**Assignment**
From the entries underneath, give the number of lines holding the word "TransportError", without any other words.

#### Recorded information

//! Dispatch error types and the stable error kinds callers branch on.

use serde::{Deserialize, Serialize};
use thiserror::Error;

use crate::upstream::UpstreamError;

/// Stable failure category of a dispatched call.
#[derive(Debug, Clone, Copy, PartialEq, Eq, Hash, Serialize, Deserialize)]
#[serde(rename_all = "snake_case")]
pub enum ErrorKind {
    /// No channel to the owning server could be used.
    ConnectError,
    /// The channel was lost while the call was in flight.
    TransportError,
    /// The call's deadline passed.
    CallTimeout,
    /// The capability, server, or group does not resolve.
    NotFound,
    /// The capability exists but is administratively switched off.
    Disabled,
    /// Smart routing was requested but cannot run.
    RoutingUnavailable,
    /// The upstream server reported a failure for the call.
    UpstreamApplicationError,
}

impl ErrorKind {
    pub fn as_str(&self) -> &'static str {
        match self {
            ErrorKind::ConnectError => "connect_error",
            ErrorKind::TransportError => "transport_error",
            ErrorKind::CallTimeout => "call_timeout",
            ErrorKind::NotFound => "not_found",
            ErrorKind::Disabled => "disabled",
            ErrorKind::RoutingUnavailable => "routing_unavailable",
            ErrorKind::UpstreamApplicationError => "upstream_application_error",
        }
    }
}

impl std::fmt::Display for ErrorKind {
    fn fmt(&self, f: &mut std::fmt::Formatter<'_>) -> std::fmt::Result {
        f.write_str(self.as_str())
    }
}

/// Errors returned by the request dispatcher.
#[derive(Debug, Error)]
pub enum DispatchError {
    #[error("not found: {what}")]
    NotFound { what: String },

    #[error("capability '{key}' is disabled")]
    Disabled { key: String },

    #[error("server '{server}' is unreachable: {reason}")]
    Connect { server: String, reason: String },

    #[error("transport to server '{server}' failed: {reason}")]
    Transport { server: String, reason: String },

    #[error("call to server '{server}' timed out after {timeout_ms}ms")]
    Timeout { server: String, timeout_ms: u64 },

    #[error("smart routing unavailable: {reason}")]
    RoutingUnavailable { reason: String },

    /// Passed through from the upstream server unchanged.
    #[error("server '{server}' returned an error: {message}")]
    Application {
        server: String,
        code: Option<i32>,
        message: String,
        data: Option<serde_json::Value>,
    },
}

impl DispatchError {
    pub fn kind(&self) -> ErrorKind {
        match self {
            DispatchError::NotFound { .. } => ErrorKind::NotFound,
            DispatchError::Disabled { .. } => ErrorKind::Disabled,
            DispatchError::Connect { .. } => ErrorKind::ConnectError,
            DispatchError::Transport { .. } => ErrorKind::TransportError,
            DispatchError::Timeout { .. } => ErrorKind::CallTimeout,
            DispatchError::RoutingUnavailable { .. } => ErrorKind::RoutingUnavailable,
            DispatchError::Application { .. } => ErrorKind::UpstreamApplicationError,
        }
    }

    /// Structured detail for the result envelope, when there is any.
    pub fn data(&self) -> Option<serde_json::Value> {
        match self {
            DispatchError::Application { code, data, .. } => match (code, data) {
                (None, None) => None,
                (code, data) => Some(serde_json::json!({ "code": code, "data": data })),
            },
            _ => None,
        }
    }

    /// Classify an error from an upstream call to `server`.
    pub fn from_upstream(server: &str, error: UpstreamError) -> Self {
        match error {
            UpstreamError::Timeout { timeout_ms, .. } => DispatchError::Timeout {
                server: server.to_string(),
                timeout_ms,
            },
            UpstreamError::ServerError {
                code,
                message,
                data,
            } => DispatchError::Application {
                server: server.to_string(),
                code: Some(code),
                message,
                data,
            },
            e if e.is_connect_failure() => DispatchError::Connect {
                server: server.to_string(),
                reason: e.to_string(),
            },
            e => DispatchError::Transport {
                server: server.to_string(),
                reason: e.to_string(),
            },
        }
    }
}
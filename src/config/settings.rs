//! Tuning knobs for the supervisor, dispatcher, and smart router.
//!
//! Every field has a default so a config file may omit the whole
//! `settings` block.

use std::time::Duration;

use serde::{Deserialize, Serialize};

use crate::upstream::backoff::BackoffPolicy;
use crate::upstream::connection::HealthThresholds;

/// All hub settings.
#[derive(Debug, Clone, Default, PartialEq, Serialize, Deserialize)]
#[serde(default)]
pub struct HubSettings {
    pub supervisor: SupervisorSettings,
    pub dispatch: DispatchSettings,
    pub smart: SmartSettings,
}

// ─── Supervisor ──────────────────────────────────────────────────────────────

/// Connection supervision settings.
#[derive(Debug, Clone, PartialEq, Serialize, Deserialize)]
#[serde(default)]
pub struct SupervisorSettings {
    /// Connection attempts allowed to run at the same time.
    pub max_concurrent_starts: usize,
    /// Deadline for open + handshake + discovery.
    pub init_timeout_ms: u64,
    /// Interval between liveness probes. Zero disables probing.
    pub probe_interval_ms: u64,
    pub probe_timeout_ms: u64,
    /// Consecutive call timeouts before a connection is marked degraded.
    pub degraded_threshold: u32,
    /// Consecutive probe or channel failures before it is disconnected.
    pub disconnect_threshold: u32,
    pub backoff: BackoffPolicy,
}

impl Default for SupervisorSettings {
    fn default() -> Self {
        Self {
            max_concurrent_starts: 8,
            init_timeout_ms: 30_000,
            probe_interval_ms: 30_000,
            probe_timeout_ms: 5_000,
            degraded_threshold: 3,
            disconnect_threshold: 3,
            backoff: BackoffPolicy::default(),
        }
    }
}

impl SupervisorSettings {
    pub fn init_timeout(&self) -> Duration {
        Duration::from_millis(self.init_timeout_ms)
    }

    pub fn probe_interval(&self) -> Option<Duration> {
        (self.probe_interval_ms > 0).then(|| Duration::from_millis(self.probe_interval_ms))
    }

    pub fn probe_timeout(&self) -> Duration {
        Duration::from_millis(self.probe_timeout_ms)
    }

    pub fn health(&self) -> HealthThresholds {
        HealthThresholds {
            degraded_after_timeouts: self.degraded_threshold.max(1),
            disconnect_after_failures: self.disconnect_threshold.max(1),
        }
    }
}

// ─── Dispatch ────────────────────────────────────────────────────────────────

/// Per-call deadlines.
#[derive(Debug, Clone, PartialEq, Serialize, Deserialize)]
#[serde(default)]
pub struct DispatchSettings {
    /// Default deadline when the caller supplies none.
    pub call_timeout_ms: u64,
    /// Ceiling applied to calls routed to a degraded connection.
    pub degraded_call_timeout_ms: u64,
}

impl Default for DispatchSettings {
    fn default() -> Self {
        Self {
            call_timeout_ms: 30_000,
            degraded_call_timeout_ms: 5_000,
        }
    }
}

impl DispatchSettings {
    pub fn call_timeout(&self) -> Duration {
        Duration::from_millis(self.call_timeout_ms)
    }

    pub fn degraded_call_timeout(&self) -> Duration {
        Duration::from_millis(self.degraded_call_timeout_ms)
    }
}

// ─── Smart Routing ───────────────────────────────────────────────────────────

/// Semantic routing settings.
#[derive(Debug, Clone, PartialEq, Serialize, Deserialize)]
#[serde(default)]
pub struct SmartSettings {
    /// Whether to build the semantic index at all.
    pub enabled: bool,
    /// OpenAI-compatible base URL; `/embeddings` is appended.
    pub endpoint: String,
    pub model: String,
    /// Maximum results returned by a query.
    pub top_k: usize,
    /// Minimum cosine similarity for a confident match.
    pub min_relevance: f32,
    pub request_timeout_ms: u64,
}

impl Default for SmartSettings {
    fn default() -> Self {
        Self {
            enabled: false,
            endpoint: "http://localhost:11434/v1".into(),
            model: "nomic-embed-text".into(),
            top_k: 5,
            min_relevance: 0.3,
            request_timeout_ms: 30_000,
        }
    }
}

impl SmartSettings {
    pub fn request_timeout(&self) -> Duration {
        Duration::from_millis(self.request_timeout_ms)
    }
}

// ─── Tests ───────────────────────────────────────────────────────────────────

########

**Exercise output**
3